■ **WHAT TO WORK ON**: Copy every line below where the string "StrokeCapture" is found.

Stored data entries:
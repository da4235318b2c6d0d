//! Freehand signature capture.
//!
//! Pointer input arrives as a stream of [`PointerEvent`]s and is recorded as
//! vector paths. [`StrokeCapture::rasterize`] renders the paths into a new
//! immutable [`SignatureRaster`]; the capture itself never holds a bitmap.

use crate::error::{PortalError, PortalResult};
use base64::engine::general_purpose::STANDARD as B64;
use base64::Engine;
use image::codecs::png::PngEncoder;
use image::{ColorType, ImageEncoder, Rgba, RgbaImage};
use serde::{Deserialize, Serialize};

/// Pen diameter in canvas pixels.
pub const PEN_WIDTH: f32 = 2.0;
const INK: [u8; 3] = [0, 0, 0];

#[derive(Debug, Clone, Copy, PartialEq, Serialize, Deserialize)]
pub struct Point {
    pub x: f32,
    pub y: f32,
}

impl Point {
    pub const fn new(x: f32, y: f32) -> Self {
        Self { x, y }
    }
}

/// Toolkit-independent pointer input.
#[derive(Debug, Clone, Copy, PartialEq, Serialize, Deserialize)]
#[serde(tag = "kind", rename_all = "snake_case")]
pub enum PointerEvent {
    Down { x: f32, y: f32 },
    Move { x: f32, y: f32 },
    Up,
    /// Pointer left the canvas; ends the gesture like `Up`.
    Leave,
}

/// One continuous pointer-down-to-up gesture. Never empty.
#[derive(Debug, Clone, PartialEq)]
pub struct StrokePath {
    points: Vec<Point>,
}

impl StrokePath {
    fn starting_at(point: Point) -> Self {
        Self {
            points: vec![point],
        }
    }

    pub fn points(&self) -> &[Point] {
        &self.points
    }
}

#[derive(Debug, Clone, Default)]
pub struct StrokeCapture {
    paths: Vec<StrokePath>,
    open: bool,
}

impl StrokeCapture {
    pub fn new() -> Self {
        Self::default()
    }

    /// Starts a new path. An already open path is closed first.
    pub fn begin(&mut self, point: Point) {
        self.paths.push(StrokePath::starting_at(point));
        self.open = true;
    }

    pub fn extend(&mut self, point: Point) {
        if !self.open {
            return;
        }
        if let Some(path) = self.paths.last_mut() {
            path.points.push(point);
        }
    }

    pub fn end(&mut self) {
        self.open = false;
    }

    pub fn apply(&mut self, event: PointerEvent) {
        match event {
            PointerEvent::Down { x, y } => self.begin(Point::new(x, y)),
            PointerEvent::Move { x, y } => self.extend(Point::new(x, y)),
            PointerEvent::Up | PointerEvent::Leave => self.end(),
        }
    }

    pub fn consume<I>(&mut self, events: I)
    where
        I: IntoIterator<Item = PointerEvent>,
    {
        for event in events {
            self.apply(event);
        }
    }

    pub fn has_content(&self) -> bool {
        self.paths.iter().any(|p| !p.points.is_empty())
    }

    pub fn paths(&self) -> &[StrokePath] {
        &self.paths
    }

    pub fn point_count(&self) -> usize {
        self.paths.iter().map(|p| p.points.len()).sum()
    }

    pub fn clear(&mut self) {
        self.paths.clear();
        self.open = false;
    }

    /// Renders every path on a transparent `width` x `height` canvas.
    pub fn rasterize(&self, width: u32, height: u32) -> PortalResult<SignatureRaster> {
        if !self.has_content() {
            return Err(PortalError::EmptySignature);
        }
        if width == 0 || height == 0 {
            return Err(PortalError::ImageDecode("signature_canvas_empty".into()));
        }
        let mut canvas = RgbaImage::new(width, height);
        for path in &self.paths {
            draw_path(&mut canvas, path.points());
        }
        let mut png = Vec::new();
        PngEncoder::new(&mut png)
            .write_image(canvas.as_raw(), width, height, ColorType::Rgba8)
            .map_err(|e| PortalError::ImageDecode(format!("signature_encode_failed:{e}")))?;
        Ok(SignatureRaster { width, height, png })
    }
}

/// Immutable PNG snapshot of a capture.
#[derive(Debug, Clone, PartialEq, Eq)]
pub struct SignatureRaster {
    width: u32,
    height: u32,
    png: Vec<u8>,
}

impl SignatureRaster {
    pub fn width(&self) -> u32 {
        self.width
    }

    pub fn height(&self) -> u32 {
        self.height
    }

    pub fn png_bytes(&self) -> &[u8] {
        &self.png
    }

    pub fn to_data_url(&self) -> String {
        format!("data:image/png;base64,{}", B64.encode(&self.png))
    }
}

fn draw_path(canvas: &mut RgbaImage, points: &[Point]) {
    match points {
        [] => {}
        [only] => draw_segment(canvas, *only, *only),
        _ => {
            for pair in points.windows(2) {
                draw_segment(canvas, pair[0], pair[1]);
            }
        }
    }
}

/// Round-capped thick segment: every pixel whose centre lies within half the
/// pen width of the segment is inked, with one pixel of linear coverage falloff.
/// Consecutive segments overlap at their shared endpoint, giving round joins.
fn draw_segment(canvas: &mut RgbaImage, a: Point, b: Point) {
    let radius = PEN_WIDTH / 2.0;
    let reach = radius + 1.0;
    let (w, h) = canvas.dimensions();
    let min_x = (a.x.min(b.x) - reach).floor().max(0.0) as i64;
    let min_y = (a.y.min(b.y) - reach).floor().max(0.0) as i64;
    let max_x = ((a.x.max(b.x) + reach).ceil() as i64).min(w as i64 - 1);
    let max_y = ((a.y.max(b.y) + reach).ceil() as i64).min(h as i64 - 1);
    if min_x > max_x || min_y > max_y {
        return;
    }
    for py in min_y..=max_y {
        for px in min_x..=max_x {
            let centre = Point::new(px as f32 + 0.5, py as f32 + 0.5);
            let dist = distance_to_segment(centre, a, b);
            let coverage = (radius + 0.5 - dist).clamp(0.0, 1.0);
            if coverage <= 0.0 {
                continue;
            }
            let alpha = (coverage * 255.0).round() as u8;
            let pixel = canvas.get_pixel_mut(px as u32, py as u32);
            if alpha > pixel[3] {
                *pixel = Rgba([INK[0], INK[1], INK[2], alpha]);
            }
        }
    }
}

fn distance_to_segment(p: Point, a: Point, b: Point) -> f32 {
    let (dx, dy) = (b.x - a.x, b.y - a.y);
    let len_sq = dx * dx + dy * dy;
    let t = if len_sq <= f32::EPSILON {
        0.0
    } else {
        (((p.x - a.x) * dx + (p.y - a.y) * dy) / len_sq).clamp(0.0, 1.0)
    };
    let (cx, cy) = (a.x + t * dx, a.y + t * dy);
    ((p.x - cx).powi(2) + (p.y - cy).powi(2)).sqrt()
}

■ **RESULT BELOW**:
//! vector paths. [`StrokeCapture::rasterize`] renders the paths into a new
pub struct StrokeCapture {
impl StrokeCapture {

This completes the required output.